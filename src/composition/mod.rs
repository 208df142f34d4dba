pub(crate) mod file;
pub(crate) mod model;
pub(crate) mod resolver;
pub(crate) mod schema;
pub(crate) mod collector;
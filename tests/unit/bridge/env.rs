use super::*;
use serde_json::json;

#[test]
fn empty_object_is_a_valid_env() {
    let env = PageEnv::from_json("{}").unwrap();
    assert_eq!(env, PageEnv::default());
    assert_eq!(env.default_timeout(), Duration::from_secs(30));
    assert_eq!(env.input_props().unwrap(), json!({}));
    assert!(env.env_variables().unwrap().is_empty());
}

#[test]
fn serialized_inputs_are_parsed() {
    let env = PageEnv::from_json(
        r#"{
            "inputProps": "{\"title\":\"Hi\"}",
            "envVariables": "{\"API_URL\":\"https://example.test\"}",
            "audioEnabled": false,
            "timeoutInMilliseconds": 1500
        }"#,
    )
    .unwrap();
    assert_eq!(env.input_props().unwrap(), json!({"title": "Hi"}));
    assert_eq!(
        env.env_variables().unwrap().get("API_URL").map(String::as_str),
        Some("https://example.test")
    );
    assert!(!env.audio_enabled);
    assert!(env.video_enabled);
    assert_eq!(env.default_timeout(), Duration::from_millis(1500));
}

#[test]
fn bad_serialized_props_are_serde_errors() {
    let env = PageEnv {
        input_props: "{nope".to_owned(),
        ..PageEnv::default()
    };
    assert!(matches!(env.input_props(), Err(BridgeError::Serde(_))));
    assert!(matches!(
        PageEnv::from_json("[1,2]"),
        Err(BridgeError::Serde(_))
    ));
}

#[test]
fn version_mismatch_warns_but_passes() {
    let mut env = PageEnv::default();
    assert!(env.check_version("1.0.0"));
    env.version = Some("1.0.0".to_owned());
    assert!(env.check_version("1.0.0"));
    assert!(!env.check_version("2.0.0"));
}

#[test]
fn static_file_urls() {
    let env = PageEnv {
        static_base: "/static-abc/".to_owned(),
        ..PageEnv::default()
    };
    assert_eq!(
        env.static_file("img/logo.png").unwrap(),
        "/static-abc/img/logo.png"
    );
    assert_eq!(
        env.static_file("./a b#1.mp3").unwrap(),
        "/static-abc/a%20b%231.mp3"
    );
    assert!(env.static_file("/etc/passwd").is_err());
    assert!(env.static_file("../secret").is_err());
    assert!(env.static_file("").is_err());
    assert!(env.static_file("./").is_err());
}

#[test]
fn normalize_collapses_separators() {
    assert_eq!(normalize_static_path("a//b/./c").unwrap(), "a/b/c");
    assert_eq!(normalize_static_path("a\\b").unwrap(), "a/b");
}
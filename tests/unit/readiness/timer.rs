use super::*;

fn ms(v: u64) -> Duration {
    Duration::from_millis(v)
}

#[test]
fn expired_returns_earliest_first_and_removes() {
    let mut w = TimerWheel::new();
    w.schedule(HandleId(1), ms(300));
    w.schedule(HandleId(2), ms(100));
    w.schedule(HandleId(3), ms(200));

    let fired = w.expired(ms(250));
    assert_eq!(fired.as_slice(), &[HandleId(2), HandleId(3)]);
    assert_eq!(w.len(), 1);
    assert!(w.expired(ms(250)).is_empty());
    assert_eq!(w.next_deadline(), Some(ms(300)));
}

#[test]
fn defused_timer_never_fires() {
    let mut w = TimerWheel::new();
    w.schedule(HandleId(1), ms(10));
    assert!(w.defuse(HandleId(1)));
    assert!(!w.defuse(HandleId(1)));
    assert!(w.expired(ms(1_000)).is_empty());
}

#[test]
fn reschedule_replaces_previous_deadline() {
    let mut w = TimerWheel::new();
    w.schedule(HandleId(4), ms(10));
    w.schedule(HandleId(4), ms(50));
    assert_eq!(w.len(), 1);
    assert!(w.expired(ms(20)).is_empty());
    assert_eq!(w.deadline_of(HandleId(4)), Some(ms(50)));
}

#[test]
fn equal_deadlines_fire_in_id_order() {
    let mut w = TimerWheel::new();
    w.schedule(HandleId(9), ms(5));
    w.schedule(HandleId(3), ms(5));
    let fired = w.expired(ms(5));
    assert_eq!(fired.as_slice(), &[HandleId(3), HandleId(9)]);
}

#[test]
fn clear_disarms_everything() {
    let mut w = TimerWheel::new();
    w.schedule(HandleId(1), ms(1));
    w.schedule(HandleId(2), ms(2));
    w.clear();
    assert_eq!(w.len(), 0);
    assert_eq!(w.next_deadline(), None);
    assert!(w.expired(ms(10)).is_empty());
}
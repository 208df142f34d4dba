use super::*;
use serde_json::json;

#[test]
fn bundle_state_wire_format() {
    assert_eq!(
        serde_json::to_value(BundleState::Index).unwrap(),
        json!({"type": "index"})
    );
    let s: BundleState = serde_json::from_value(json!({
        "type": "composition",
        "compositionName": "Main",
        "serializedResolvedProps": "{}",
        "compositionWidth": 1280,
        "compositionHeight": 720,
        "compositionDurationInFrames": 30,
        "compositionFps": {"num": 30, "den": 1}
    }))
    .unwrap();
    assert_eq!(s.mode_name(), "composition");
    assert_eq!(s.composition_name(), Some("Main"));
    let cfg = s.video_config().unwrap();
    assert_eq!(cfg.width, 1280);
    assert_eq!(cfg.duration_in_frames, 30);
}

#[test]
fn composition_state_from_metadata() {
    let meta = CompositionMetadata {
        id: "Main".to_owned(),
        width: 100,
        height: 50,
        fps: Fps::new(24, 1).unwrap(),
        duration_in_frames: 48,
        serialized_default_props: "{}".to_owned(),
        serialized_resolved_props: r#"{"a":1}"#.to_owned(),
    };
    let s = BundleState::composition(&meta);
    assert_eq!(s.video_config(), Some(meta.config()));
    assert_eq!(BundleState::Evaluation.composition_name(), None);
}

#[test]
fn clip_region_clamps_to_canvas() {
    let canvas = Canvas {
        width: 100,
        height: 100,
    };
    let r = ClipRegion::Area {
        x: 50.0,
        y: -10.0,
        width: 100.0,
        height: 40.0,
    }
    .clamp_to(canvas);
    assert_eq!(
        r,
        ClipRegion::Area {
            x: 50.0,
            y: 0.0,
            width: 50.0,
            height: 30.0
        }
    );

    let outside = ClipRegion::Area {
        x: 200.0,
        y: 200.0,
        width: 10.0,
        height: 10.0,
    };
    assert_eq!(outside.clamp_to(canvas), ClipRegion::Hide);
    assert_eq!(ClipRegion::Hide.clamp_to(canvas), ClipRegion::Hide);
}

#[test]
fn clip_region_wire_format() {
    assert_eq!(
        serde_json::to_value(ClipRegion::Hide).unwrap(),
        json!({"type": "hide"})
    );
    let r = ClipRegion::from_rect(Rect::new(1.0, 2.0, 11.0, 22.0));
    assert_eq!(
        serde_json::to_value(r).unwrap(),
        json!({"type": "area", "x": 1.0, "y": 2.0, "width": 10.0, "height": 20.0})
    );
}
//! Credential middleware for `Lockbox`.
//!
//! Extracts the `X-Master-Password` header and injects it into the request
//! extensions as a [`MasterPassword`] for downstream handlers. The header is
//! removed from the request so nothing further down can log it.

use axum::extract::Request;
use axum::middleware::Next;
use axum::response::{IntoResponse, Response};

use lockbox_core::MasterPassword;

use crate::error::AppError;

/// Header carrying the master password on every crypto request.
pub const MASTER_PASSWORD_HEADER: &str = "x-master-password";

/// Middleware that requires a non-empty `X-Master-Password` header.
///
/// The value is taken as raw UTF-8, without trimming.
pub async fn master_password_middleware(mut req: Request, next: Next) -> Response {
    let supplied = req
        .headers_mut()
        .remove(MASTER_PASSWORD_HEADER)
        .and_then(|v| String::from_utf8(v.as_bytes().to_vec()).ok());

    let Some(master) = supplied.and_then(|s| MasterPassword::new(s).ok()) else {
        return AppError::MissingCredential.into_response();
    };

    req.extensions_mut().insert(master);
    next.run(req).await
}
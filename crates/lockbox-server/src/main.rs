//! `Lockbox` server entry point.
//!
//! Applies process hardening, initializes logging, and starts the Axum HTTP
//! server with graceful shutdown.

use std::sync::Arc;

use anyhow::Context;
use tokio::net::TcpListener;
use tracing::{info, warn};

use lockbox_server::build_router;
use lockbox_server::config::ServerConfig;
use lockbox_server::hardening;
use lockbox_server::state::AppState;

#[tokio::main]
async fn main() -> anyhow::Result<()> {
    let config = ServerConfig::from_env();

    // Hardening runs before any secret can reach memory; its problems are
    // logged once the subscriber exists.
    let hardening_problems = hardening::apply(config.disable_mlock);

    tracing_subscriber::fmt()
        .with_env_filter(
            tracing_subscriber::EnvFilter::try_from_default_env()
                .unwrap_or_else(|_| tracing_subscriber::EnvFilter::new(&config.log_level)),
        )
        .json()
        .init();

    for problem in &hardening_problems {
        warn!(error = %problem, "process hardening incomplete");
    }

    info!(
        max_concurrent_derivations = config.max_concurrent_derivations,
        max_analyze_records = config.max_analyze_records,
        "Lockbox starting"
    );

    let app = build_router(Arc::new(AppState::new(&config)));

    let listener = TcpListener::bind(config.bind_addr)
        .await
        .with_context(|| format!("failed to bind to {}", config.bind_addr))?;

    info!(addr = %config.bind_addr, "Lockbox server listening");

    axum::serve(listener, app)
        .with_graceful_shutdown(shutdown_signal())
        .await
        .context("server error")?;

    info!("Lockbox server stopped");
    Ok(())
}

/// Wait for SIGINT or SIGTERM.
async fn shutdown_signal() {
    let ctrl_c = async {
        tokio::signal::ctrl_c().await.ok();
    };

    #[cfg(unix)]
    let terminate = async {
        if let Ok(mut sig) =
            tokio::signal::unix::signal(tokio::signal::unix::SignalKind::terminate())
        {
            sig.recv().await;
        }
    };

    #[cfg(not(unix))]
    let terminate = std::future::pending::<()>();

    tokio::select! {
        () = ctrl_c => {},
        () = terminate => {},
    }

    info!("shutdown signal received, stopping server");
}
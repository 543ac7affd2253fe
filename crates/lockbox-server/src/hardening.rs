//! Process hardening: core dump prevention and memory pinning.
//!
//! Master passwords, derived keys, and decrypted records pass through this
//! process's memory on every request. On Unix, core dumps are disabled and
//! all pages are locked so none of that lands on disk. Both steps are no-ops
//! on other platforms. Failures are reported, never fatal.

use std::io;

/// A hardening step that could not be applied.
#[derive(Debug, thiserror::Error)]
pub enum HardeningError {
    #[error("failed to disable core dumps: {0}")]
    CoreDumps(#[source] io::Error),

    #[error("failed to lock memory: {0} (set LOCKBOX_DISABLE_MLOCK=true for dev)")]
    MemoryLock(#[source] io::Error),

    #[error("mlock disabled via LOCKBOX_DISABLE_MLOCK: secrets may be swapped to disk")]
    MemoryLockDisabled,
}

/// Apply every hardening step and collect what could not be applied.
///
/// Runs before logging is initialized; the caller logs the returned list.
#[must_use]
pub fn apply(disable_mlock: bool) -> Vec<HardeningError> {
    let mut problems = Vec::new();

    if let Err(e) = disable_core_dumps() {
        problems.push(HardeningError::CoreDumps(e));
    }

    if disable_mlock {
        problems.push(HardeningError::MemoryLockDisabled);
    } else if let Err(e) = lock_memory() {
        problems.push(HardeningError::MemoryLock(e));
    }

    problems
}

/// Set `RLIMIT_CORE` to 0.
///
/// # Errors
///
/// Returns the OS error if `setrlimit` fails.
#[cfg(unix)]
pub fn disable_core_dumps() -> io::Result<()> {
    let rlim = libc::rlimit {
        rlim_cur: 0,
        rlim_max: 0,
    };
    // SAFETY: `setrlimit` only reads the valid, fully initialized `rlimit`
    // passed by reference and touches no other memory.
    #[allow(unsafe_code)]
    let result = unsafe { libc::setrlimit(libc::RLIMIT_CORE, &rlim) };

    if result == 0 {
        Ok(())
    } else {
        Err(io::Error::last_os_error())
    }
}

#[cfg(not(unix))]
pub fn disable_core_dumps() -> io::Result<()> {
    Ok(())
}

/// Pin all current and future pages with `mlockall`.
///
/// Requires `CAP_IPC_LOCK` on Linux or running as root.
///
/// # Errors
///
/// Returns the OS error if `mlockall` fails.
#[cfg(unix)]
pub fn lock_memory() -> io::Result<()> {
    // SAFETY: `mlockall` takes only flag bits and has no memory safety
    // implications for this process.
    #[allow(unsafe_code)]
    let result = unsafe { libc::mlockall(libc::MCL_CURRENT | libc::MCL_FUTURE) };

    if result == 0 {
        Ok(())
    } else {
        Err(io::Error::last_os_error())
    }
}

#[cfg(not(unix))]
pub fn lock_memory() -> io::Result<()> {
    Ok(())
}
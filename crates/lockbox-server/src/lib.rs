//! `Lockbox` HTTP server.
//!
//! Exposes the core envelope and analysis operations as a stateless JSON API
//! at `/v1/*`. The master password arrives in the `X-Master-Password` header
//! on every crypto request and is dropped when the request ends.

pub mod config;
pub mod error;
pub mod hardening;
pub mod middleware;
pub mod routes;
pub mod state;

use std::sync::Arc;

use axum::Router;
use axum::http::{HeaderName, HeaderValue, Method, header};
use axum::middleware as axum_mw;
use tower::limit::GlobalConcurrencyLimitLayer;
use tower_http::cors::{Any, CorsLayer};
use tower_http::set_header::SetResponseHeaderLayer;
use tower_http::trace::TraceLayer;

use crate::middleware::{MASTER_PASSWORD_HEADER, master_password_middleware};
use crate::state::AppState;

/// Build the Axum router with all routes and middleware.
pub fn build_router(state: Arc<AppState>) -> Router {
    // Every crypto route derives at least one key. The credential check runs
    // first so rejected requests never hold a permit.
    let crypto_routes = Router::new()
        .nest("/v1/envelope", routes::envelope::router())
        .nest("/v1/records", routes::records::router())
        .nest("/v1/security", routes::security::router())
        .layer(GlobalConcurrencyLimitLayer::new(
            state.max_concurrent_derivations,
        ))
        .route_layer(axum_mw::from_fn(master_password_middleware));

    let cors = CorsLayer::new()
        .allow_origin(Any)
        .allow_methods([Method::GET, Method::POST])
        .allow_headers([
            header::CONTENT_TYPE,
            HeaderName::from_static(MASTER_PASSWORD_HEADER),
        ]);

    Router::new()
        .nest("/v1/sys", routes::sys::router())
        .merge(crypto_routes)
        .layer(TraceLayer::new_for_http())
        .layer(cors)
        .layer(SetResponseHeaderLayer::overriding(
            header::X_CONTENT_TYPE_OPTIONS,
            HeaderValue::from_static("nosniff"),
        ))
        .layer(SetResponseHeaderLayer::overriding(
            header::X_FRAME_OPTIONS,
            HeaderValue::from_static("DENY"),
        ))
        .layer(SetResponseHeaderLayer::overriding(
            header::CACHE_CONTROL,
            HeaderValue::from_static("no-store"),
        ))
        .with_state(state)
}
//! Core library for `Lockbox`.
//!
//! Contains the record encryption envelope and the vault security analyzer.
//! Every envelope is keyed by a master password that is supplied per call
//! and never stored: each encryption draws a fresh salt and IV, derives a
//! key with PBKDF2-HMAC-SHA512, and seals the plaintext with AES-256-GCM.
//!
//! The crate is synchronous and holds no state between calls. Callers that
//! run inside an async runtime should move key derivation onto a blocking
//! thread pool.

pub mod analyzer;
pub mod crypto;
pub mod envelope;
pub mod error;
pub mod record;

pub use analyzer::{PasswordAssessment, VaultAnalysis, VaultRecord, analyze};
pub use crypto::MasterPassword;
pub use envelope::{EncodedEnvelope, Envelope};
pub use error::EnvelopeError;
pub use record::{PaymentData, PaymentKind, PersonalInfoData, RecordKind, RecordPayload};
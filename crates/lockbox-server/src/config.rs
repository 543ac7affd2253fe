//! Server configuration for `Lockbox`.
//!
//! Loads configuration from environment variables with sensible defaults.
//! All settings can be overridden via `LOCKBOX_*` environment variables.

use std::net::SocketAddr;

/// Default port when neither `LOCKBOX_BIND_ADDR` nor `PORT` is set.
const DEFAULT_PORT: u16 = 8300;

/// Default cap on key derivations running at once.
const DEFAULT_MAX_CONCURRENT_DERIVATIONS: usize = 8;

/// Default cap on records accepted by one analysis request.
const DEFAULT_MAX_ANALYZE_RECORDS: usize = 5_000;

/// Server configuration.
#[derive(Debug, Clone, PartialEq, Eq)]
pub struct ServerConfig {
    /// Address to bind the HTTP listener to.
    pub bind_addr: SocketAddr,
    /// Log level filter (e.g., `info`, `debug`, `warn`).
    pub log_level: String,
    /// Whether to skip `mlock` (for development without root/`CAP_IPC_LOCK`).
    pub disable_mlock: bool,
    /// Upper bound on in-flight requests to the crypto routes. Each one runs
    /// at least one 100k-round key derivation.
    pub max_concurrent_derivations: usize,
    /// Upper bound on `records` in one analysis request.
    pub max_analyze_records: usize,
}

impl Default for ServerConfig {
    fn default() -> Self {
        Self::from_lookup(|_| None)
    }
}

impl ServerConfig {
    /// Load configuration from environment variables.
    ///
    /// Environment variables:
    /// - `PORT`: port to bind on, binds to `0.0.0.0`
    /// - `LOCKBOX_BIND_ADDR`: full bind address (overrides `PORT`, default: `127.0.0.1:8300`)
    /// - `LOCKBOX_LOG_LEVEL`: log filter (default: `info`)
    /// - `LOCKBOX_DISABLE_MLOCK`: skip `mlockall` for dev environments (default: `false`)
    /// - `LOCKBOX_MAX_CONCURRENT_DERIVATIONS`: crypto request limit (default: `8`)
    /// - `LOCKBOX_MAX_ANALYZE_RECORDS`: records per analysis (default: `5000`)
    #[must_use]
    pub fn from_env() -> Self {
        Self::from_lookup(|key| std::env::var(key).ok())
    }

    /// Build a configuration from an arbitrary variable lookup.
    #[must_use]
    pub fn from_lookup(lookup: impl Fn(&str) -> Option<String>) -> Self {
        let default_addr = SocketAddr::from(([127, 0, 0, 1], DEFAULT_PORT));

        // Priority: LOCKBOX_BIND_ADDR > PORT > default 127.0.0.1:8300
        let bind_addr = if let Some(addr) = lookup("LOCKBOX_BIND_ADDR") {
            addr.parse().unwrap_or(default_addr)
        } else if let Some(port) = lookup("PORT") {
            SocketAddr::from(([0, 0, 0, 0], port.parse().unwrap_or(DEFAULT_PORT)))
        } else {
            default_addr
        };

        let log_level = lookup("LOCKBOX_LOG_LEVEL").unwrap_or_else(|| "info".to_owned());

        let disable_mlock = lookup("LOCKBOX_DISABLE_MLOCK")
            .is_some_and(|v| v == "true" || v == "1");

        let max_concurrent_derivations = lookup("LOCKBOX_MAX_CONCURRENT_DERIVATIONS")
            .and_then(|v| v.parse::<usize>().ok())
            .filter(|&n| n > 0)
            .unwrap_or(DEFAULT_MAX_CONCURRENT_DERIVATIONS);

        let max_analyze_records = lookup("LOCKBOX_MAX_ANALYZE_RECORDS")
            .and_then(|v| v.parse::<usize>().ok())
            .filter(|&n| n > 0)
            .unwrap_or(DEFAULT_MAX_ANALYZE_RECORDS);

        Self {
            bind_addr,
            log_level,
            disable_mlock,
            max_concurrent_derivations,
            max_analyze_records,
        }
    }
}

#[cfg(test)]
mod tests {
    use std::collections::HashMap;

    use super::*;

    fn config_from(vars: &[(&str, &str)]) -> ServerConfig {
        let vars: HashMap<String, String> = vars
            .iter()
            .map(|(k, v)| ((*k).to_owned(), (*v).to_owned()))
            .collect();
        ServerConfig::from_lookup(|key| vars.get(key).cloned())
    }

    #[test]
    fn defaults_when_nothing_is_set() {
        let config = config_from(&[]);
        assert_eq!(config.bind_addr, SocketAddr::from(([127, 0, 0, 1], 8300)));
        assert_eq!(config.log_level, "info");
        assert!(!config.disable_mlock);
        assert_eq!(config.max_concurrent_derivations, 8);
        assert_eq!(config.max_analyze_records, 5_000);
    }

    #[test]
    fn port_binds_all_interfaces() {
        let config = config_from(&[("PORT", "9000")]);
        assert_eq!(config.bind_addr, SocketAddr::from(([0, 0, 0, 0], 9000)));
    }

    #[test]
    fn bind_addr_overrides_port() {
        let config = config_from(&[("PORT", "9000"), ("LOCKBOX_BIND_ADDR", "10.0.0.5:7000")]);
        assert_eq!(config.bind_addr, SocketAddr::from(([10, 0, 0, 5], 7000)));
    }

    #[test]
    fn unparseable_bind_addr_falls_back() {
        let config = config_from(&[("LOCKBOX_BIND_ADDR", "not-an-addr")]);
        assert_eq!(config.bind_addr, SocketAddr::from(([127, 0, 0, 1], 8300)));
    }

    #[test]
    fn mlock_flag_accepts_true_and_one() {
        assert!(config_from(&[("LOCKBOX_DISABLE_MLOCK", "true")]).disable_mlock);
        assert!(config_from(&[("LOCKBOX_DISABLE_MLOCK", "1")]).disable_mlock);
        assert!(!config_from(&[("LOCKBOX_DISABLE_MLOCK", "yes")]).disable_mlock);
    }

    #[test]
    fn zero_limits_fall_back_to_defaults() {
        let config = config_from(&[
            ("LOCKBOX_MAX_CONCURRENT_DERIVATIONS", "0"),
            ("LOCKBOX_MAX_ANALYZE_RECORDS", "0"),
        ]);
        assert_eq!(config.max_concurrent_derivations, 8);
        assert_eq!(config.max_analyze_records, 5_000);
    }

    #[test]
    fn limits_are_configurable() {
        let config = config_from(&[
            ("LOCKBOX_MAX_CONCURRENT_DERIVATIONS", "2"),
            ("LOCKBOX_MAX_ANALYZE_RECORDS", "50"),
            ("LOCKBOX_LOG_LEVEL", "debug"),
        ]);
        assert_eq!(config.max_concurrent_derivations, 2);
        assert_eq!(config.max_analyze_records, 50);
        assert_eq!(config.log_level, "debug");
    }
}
# # # #
Problem requirements: All lines in the preceding records that hold the word "example" need to be copied.

Written response:
            "envVariables": "{\"API_URL\":\"https://example.test\"}",
        Some("https://example.test")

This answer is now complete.